WHAT THE TASK ASKS
Lines where the string "tokens" appears are to be copied from the entries below.

─── DATA SHOWN

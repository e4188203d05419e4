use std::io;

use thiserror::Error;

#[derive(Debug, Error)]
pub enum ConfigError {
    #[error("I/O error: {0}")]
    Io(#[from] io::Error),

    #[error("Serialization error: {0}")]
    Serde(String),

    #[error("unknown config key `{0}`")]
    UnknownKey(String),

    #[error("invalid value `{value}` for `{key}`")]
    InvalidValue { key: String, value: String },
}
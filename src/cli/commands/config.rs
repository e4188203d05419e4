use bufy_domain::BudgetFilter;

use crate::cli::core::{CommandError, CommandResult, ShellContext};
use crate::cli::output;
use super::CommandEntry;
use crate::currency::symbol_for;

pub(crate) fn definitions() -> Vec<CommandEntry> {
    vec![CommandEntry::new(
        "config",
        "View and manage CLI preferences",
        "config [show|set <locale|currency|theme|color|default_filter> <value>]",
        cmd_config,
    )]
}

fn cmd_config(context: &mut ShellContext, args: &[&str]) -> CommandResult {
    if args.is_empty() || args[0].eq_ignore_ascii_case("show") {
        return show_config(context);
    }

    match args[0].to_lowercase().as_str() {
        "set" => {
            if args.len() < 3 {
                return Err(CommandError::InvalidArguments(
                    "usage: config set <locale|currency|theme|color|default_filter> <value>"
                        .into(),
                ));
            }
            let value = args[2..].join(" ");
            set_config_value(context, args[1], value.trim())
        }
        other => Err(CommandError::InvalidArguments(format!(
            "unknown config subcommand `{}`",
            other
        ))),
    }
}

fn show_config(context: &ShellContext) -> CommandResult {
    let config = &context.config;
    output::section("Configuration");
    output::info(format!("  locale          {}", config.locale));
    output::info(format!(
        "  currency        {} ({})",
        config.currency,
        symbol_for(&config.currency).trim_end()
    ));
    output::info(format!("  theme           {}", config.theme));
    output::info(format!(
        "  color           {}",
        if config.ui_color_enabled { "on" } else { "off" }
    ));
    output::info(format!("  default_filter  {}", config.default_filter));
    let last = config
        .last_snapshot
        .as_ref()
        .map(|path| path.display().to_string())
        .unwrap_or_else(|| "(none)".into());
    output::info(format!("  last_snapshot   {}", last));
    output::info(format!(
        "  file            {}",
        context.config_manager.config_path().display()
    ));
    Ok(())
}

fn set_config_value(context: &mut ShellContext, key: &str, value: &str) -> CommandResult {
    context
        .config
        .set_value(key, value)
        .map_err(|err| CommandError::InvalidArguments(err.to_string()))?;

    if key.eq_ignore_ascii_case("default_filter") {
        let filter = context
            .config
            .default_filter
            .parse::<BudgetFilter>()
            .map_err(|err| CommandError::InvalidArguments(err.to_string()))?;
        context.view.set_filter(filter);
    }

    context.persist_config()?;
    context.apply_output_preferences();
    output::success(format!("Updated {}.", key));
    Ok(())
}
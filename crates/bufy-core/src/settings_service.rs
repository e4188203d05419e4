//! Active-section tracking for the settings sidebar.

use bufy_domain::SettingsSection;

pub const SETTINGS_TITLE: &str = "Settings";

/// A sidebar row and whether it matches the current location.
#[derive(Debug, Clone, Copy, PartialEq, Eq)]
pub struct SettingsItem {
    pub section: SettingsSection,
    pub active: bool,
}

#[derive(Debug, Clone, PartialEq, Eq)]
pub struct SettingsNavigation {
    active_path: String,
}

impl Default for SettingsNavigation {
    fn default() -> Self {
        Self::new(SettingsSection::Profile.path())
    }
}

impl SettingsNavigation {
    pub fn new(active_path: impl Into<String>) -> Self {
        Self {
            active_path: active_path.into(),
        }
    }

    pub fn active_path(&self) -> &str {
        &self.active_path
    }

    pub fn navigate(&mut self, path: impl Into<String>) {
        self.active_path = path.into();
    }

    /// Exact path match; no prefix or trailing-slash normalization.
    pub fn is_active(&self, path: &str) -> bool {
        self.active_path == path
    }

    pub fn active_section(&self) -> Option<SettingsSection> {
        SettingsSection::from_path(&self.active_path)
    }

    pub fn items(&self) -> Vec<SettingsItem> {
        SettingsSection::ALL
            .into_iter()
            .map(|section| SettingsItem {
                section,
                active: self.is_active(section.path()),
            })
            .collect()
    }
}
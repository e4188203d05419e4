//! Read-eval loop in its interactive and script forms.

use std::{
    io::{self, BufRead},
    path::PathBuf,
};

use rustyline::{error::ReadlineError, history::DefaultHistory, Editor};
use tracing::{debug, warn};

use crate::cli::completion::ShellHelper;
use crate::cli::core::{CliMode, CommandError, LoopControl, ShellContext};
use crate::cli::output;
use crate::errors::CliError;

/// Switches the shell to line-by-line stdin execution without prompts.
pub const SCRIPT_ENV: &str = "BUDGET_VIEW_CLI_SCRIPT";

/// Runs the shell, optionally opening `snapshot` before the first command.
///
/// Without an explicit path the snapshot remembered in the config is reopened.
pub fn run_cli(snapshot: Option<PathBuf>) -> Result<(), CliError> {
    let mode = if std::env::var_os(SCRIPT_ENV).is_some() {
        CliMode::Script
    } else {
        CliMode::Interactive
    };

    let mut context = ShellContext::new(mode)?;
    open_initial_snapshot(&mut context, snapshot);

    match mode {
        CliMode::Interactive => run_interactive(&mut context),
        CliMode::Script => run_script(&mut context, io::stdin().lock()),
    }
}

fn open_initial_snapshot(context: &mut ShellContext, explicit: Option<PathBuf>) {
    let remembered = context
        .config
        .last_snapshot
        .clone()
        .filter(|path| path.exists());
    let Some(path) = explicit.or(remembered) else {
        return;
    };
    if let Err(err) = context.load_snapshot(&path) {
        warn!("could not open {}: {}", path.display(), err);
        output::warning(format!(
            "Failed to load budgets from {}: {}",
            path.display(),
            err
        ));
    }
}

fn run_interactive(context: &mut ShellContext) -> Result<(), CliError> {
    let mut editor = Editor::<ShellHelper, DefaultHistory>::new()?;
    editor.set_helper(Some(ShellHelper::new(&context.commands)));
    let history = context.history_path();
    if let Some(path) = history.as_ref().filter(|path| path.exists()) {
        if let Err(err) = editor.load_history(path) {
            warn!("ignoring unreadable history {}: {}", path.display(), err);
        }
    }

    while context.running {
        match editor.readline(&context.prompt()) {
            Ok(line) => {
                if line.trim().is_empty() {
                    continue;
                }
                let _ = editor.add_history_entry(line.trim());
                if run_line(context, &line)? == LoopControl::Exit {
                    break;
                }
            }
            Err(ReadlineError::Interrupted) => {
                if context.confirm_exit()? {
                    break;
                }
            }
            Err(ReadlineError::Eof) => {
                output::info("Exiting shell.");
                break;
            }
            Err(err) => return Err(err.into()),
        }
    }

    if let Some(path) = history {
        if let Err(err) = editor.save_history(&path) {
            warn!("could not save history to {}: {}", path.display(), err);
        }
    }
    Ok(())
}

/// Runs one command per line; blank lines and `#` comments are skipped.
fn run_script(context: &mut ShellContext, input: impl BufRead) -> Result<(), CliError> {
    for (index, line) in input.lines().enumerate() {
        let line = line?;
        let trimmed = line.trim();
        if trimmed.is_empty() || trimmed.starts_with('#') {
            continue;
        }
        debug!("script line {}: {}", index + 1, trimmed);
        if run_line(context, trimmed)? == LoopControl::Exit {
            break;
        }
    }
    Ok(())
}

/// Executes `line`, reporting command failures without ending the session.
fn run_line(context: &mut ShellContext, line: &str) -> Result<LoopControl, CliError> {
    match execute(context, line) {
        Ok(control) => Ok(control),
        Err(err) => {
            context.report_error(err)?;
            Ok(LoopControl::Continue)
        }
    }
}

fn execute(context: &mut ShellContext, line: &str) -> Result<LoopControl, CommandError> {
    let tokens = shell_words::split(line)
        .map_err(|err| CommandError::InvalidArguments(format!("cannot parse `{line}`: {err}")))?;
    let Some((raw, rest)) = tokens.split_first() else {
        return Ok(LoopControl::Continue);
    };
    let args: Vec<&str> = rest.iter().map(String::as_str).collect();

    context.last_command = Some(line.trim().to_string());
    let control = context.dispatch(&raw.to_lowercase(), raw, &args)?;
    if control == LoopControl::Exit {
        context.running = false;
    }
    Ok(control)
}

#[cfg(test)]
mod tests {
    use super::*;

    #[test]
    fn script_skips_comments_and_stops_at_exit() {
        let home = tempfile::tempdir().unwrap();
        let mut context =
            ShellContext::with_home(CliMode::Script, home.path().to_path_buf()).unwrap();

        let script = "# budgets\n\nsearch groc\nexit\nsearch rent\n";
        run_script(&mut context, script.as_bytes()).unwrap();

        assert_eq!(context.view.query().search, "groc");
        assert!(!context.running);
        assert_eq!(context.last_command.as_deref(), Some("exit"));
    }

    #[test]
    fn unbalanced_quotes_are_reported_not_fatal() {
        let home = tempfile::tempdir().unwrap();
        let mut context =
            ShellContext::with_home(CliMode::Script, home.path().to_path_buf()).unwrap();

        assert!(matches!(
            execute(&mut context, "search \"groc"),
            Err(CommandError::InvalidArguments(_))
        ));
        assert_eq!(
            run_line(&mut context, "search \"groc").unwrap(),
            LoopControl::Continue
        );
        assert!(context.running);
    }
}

──────

TASK SOLUTION
    let tokens = shell_words::split(line)
    let Some((raw, rest)) = tokens.split_first() else {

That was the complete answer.